Руфина смотрит на нее, чуть покачивая головой, в ее выцветших глазах – презрение и вместе с тем сострадание. Наконец она зачерпывает еще ковшик воды и выливает Даше на голову. Та вскрикивает, и дурнота мигом проходит. Девушка поднимается с пола и застывает перед соседкой по келье.
– Скажешь – не тяжела? – насмешливо цедит Руфина. – Молода ты еще мне врать, матушка. Что же за тобой в отцовском доме плохо глядели? С кем нагуляла? С ровней хоть али так, от скуки, с холопом батюшкиным сцепилась?
– Да вот чтоб мне сейчас… – Даша быстро крестится, из глаз уже брызжут первые, горячие слезы. – Чтоб меня вороны заклевали, орлы растерзали, чтоб околеть мне без причастия, чтоб…
– Тише! – останавливает ее Руфина и делает знак, что их могут подслушивать, указывая на дверь кельи.

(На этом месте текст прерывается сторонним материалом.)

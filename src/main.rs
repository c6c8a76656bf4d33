use actix_web::HttpServer;
use log::{info, warn};
use std::io;
use tokio_util::sync::CancellationToken;

use daily_progress::{build_app, config::Config, scheduler, AppState};

#[actix_web::main]
async fn main() -> io::Result<()> {
    dotenv::dotenv().ok();
    env_logger::Builder::from_env(env_logger::Env::default().default_filter_or("info")).init();

    let config = Config::from_env().map_err(|e| {
        log::error!("invalid configuration: {}", e);
        io::Error::new(io::ErrorKind::InvalidInput, e)
    })?;

    let state = AppState::from_config(&config).map_err(|e| {
        log::error!("failed to build application state: {}", e);
        io::Error::new(io::ErrorKind::InvalidInput, e)
    })?;

    let cancel = CancellationToken::new();
    let reset_task = config
        .daily_reset_enabled
        .then(|| scheduler::spawn_daily_reset(state.habits.clone(), cancel.clone()));

    info!("Starting server at {}", config.server_url());
    let result = HttpServer::new(move || build_app(state.clone()))
        .bind((config.server_host.as_str(), config.server_port))?
        .run()
        .await;

    cancel.cancel();
    if let Some(handle) = reset_task {
        if let Err(e) = handle.await {
            warn!("daily reset scheduler ended abnormally: {}", e);
        }
    }
    result
}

Даша тут же осекается. Инокиня смотрит на нее, будто надеясь прочитать правду на бледном, покрытом потом лице, и наконец кивает:
– Ловко зарекаешься, а докажешь чем? Коли не гуляла – откудова брюхо? Есть тут у нас нищая одна, за блаженную почитается. Щедро ей подают, а к нам забредет – ее матушка-настоятельница за стол с собой сажает… И все-то Арина-блаженненькая Александровой слободой жива да сыта, и вся-то жизнь ее в соборе да на паперти, вся на виду, как хошь гляди… А вона – все брюхата ходит. С кем пузо нагуливает, куда ребят девает – это чуду подобно! Ни в чем не уличена, не замечена. Ты не из таких ли чудесниц?
– Нет ничего, больна я! – снова крестится Даша, но старуха ее останавливает, словив за запястье. Ее рука суха и сильна, как скрюченный корень столетнего дерева.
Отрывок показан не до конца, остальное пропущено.